A rural eastern Kansas county has ordered businesses to keep track of their in-person customers by recording phone numbers and arrival and departure times during the pandemic – a move that has led to a federal lawsuit.
The publisher of the local newspaper and a restaurant owner in Linn County both want the order blocked, contending it authorizes warrantless searches and seizures.
Health authorities across the region have been trying to strike a balance between public safety and personal liberty as Kansas and Missouri have begun to relax coronavirus-related lockdowns. The lawsuit represents the latest struggle over rules aimed at containing the virus, which has infected nearly 17,000 across the two states.
Linn County Health Officer Jay Allen, a physician, on May 1 ordered health clinics, dentists, pharmacies, banks, hardware stores, restaurants, retail stores, day care centers and other businesses to begin maintaining a list of their in-person customers for a minimum of 30 days, according to a copy of the directive attached to the lawsuit.
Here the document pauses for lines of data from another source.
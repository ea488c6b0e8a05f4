mod connection;
mod connection_wrapper;
mod transport_event;

pub use connection::*;
pub use connection_wrapper::*;
pub use transport_event::*;
use std::net::SocketAddr;

#[derive(Debug, Clone, PartialEq, Eq)]
pub struct ServerConfig {
    pub bind: SocketAddr,
}

impl Default for ServerConfig {
    fn default() -> Self {
        Self {
            bind: SocketAddr::from(([0, 0, 0, 0], 8080)),
        }
    }
}
mod signaling_service;
mod ws_handler;

pub use signaling_service::*;
pub use ws_handler::*;
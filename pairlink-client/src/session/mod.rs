mod actor;
mod status;

pub use status::SessionStatus;

use crate::config::SessionConfig;
use crate::error::SessionError;
use crate::media::MediaBinding;
use crate::negotiation::NegotiationState;
use crate::signaling::SignalingChannel;
use crate::transport::{Connector, PeerConnection};
use actor::{SessionActor, SessionSignal};
use pairlink_core::{RoomId, ServerSignal, SignalKind};
use std::sync::Arc;
use std::sync::atomic::{AtomicBool, Ordering};
use tokio::sync::{OnceCell, mpsc, watch};
use tokio_util::sync::CancellationToken;
use tracing::{info, warn};

/// One call in one room: owns the signaling channel and the peer connection
/// from join until `leave`. Never reused across rooms.
pub struct ConnectionSession {
    room: RoomId,
    status_tx: Arc<watch::Sender<SessionStatus>>,
    shutdown: CancellationToken,
    teardown: Arc<Teardown>,
}

impl ConnectionSession {
    /// Creates the peer connection, subscribes to the signaling channel and
    /// starts the session task. Media acquisition and the join intent happen
    /// on that task.
    pub async fn join(
        room: RoomId,
        signaling: Arc<dyn SignalingChannel>,
        connector: &dyn Connector,
        media: MediaBinding,
        config: SessionConfig,
    ) -> Result<Self, SessionError> {
        let (transport_tx, transport_rx) = mpsc::channel(256);
        let connection = connector
            .connect(&config.transport, transport_tx)
            .await
            .map_err(|e| {
                warn!("Peer connection setup failed for room {}: {:?}", room, e);
                SessionError::ConnectionUnavailable(e.to_string())
            })?;

        let (signal_tx, signal_rx) = mpsc::unbounded_channel();
        for kind in [
            SignalKind::MembershipSnapshot,
            SignalKind::OfferReceived,
            SignalKind::AnswerReceived,
            SignalKind::CandidateReceived,
            SignalKind::RoomFull,
        ] {
            let tx = signal_tx.clone();
            signaling.on(
                kind,
                Arc::new(move |signal: ServerSignal| {
                    let _ = tx.send(SessionSignal::Inbound(signal));
                }),
            );
        }
        signaling.on_transport_lost(Arc::new(move || {
            let _ = signal_tx.send(SessionSignal::TransportLost);
        }));

        let (status_tx, _) = watch::channel(SessionStatus::new());
        let status_tx = Arc::new(status_tx);
        let shutdown = CancellationToken::new();
        let teardown = Arc::new(Teardown::new(signaling.clone(), connection.clone()));

        let actor = SessionActor::new(
            room.clone(),
            signaling,
            connection,
            media,
            &config,
            status_tx.clone(),
            shutdown.clone(),
            teardown.clone(),
            signal_rx,
            transport_rx,
        );
        tokio::spawn(actor.run());

        info!("Session for room {} started", room);
        Ok(Self {
            room,
            status_tx,
            shutdown,
            teardown,
        })
    }

    pub fn room(&self) -> &RoomId {
        &self.room
    }

    pub fn status(&self) -> SessionStatus {
        self.status_tx.borrow().clone()
    }

    pub fn subscribe(&self) -> watch::Receiver<SessionStatus> {
        self.status_tx.subscribe()
    }

    /// Resolves with the first status that satisfies `predicate`.
    pub async fn wait_for(
        &self,
        mut predicate: impl FnMut(&SessionStatus) -> bool,
    ) -> SessionStatus {
        let mut rx = self.status_tx.subscribe();
        match rx.wait_for(|status| predicate(status)).await {
            Ok(status) => status.clone(),
            Err(_) => self.status(),
        }
    }

    /// Disconnects signaling and closes the peer connection before
    /// returning. Continuations still in flight no-op when they resume.
    /// Safe to call any number of times.
    pub async fn leave(&self) {
        self.shutdown.cancel();
        if self.teardown.run().await {
            info!("Left room {}", self.room);
        }
        mark_closed(&self.status_tx);
    }
}

impl Drop for ConnectionSession {
    fn drop(&mut self) {
        // the session task tears down on its way out
        self.shutdown.cancel();
    }
}

pub(crate) fn mark_closed(status_tx: &watch::Sender<SessionStatus>) {
    status_tx.send_if_modified(|status| {
        if status.negotiation.is_closed() {
            return false;
        }
        status.negotiation = NegotiationState::Closed;
        true
    });
}

/// Releases the session's transports exactly once. Concurrent callers all
/// wait for the release to finish.
pub(crate) struct Teardown {
    started: AtomicBool,
    done: OnceCell<()>,
    signaling: Arc<dyn SignalingChannel>,
    connection: Arc<dyn PeerConnection>,
}

impl Teardown {
    fn new(signaling: Arc<dyn SignalingChannel>, connection: Arc<dyn PeerConnection>) -> Self {
        Self {
            started: AtomicBool::new(false),
            done: OnceCell::new(),
            signaling,
            connection,
        }
    }

    pub(crate) fn is_done(&self) -> bool {
        self.started.load(Ordering::SeqCst)
    }

    /// Returns `false` if another call got there first.
    pub(crate) async fn run(&self) -> bool {
        let first = !self.started.swap(true, Ordering::SeqCst);
        self.done
            .get_or_init(|| async {
                self.signaling.disconnect().await;
                if let Err(e) = self.connection.close().await {
                    warn!("Failed to close peer connection: {:?}", e);
                }
            })
            .await;
        first
    }
}
mod binding;
mod devices;
mod render;
mod stream;

pub use binding::*;
pub use devices::*;
pub use render::*;
pub use stream::*;
use pairlink_core::IceCandidate;
use std::collections::VecDeque;
use tracing::{debug, warn};

/// What the session can currently do with a remote candidate.
#[derive(Debug, Clone, Copy, PartialEq, Eq)]
pub enum Readiness {
    NoConnection,
    AwaitingRemoteDescription,
    Ready,
    Closed,
}

#[derive(Debug, Clone, PartialEq, Eq)]
pub enum Disposition {
    Apply(IceCandidate),
    Queued,
    Dropped,
}

/// Remote candidates that arrived before the remote description.
#[derive(Debug)]
pub struct CandidateBuffer {
    pending: VecDeque<IceCandidate>,
    limit: usize,
    dropped: u64,
}

impl CandidateBuffer {
    pub fn new(limit: usize) -> Self {
        Self {
            pending: VecDeque::new(),
            limit,
            dropped: 0,
        }
    }

    /// Local candidates go straight out once the join succeeded, never before.
    pub fn forward_local(&mut self, candidate: IceCandidate, joined: bool) -> Option<IceCandidate> {
        if joined {
            return Some(candidate);
        }
        debug!("Dropping local candidate discovered before join");
        self.dropped += 1;
        None
    }

    pub fn accept_remote(&mut self, candidate: IceCandidate, readiness: Readiness) -> Disposition {
        match readiness {
            Readiness::Ready => Disposition::Apply(candidate),
            Readiness::AwaitingRemoteDescription => {
                if self.limit == 0 {
                    self.dropped += 1;
                    return Disposition::Dropped;
                }
                if self.pending.len() >= self.limit {
                    warn!(
                        "Remote candidate queue full ({}), dropping oldest",
                        self.limit
                    );
                    self.pending.pop_front();
                    self.dropped += 1;
                }
                self.pending.push_back(candidate);
                Disposition::Queued
            }
            Readiness::NoConnection | Readiness::Closed => {
                debug!("Dropping remote candidate ({:?})", readiness);
                self.dropped += 1;
                Disposition::Dropped
            }
        }
    }

    /// Queued candidates in arrival order.
    pub fn drain(&mut self) -> Vec<IceCandidate> {
        self.pending.drain(..).collect()
    }

    pub fn clear(&mut self) {
        self.pending.clear();
    }

    pub fn len(&self) -> usize {
        self.pending.len()
    }

    pub fn is_empty(&self) -> bool {
        self.pending.is_empty()
    }

    pub fn dropped(&self) -> u64 {
        self.dropped
    }
}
“This information must be kept and made available to the Linn County Health Department upon request for the purposes of Contact Tracing,” the order says, referring to the practice of identifying and quarantining the close contacts of people who test positive for the coronavirus.
The county, south of suburban Kansas City, has five COVID-19 cases, according to the Kansas Department of Health and Environment.
In a complaint filed Sunday in United States District Court for the District of Kansas, attorneys for Jackie Taylor, publisher and editor of the Linn County News, and Linda Jo Hisel, the owner of Nana Jo’s restaurant in La Cygne, say the order allows officials to search businesses multiple times a day for months.
They also suggest the county would have to produce lists of customers under the Kansas Open Records Act, allowing the public to see who the plaintiffs are meeting with and for how long – including visits to medical providers.
“Constitutional rights do not get suspended during a pandemic. There is a clear process by which governments can obtain business and personal records. Unfortunately, Linn County has ignored that process and put the basic rights of its citizens in serious jeopardy,” said Samuel MacRoberts, litigation director for Kansas Justice Institute, who is suing on Taylor and Hisel’s behalf.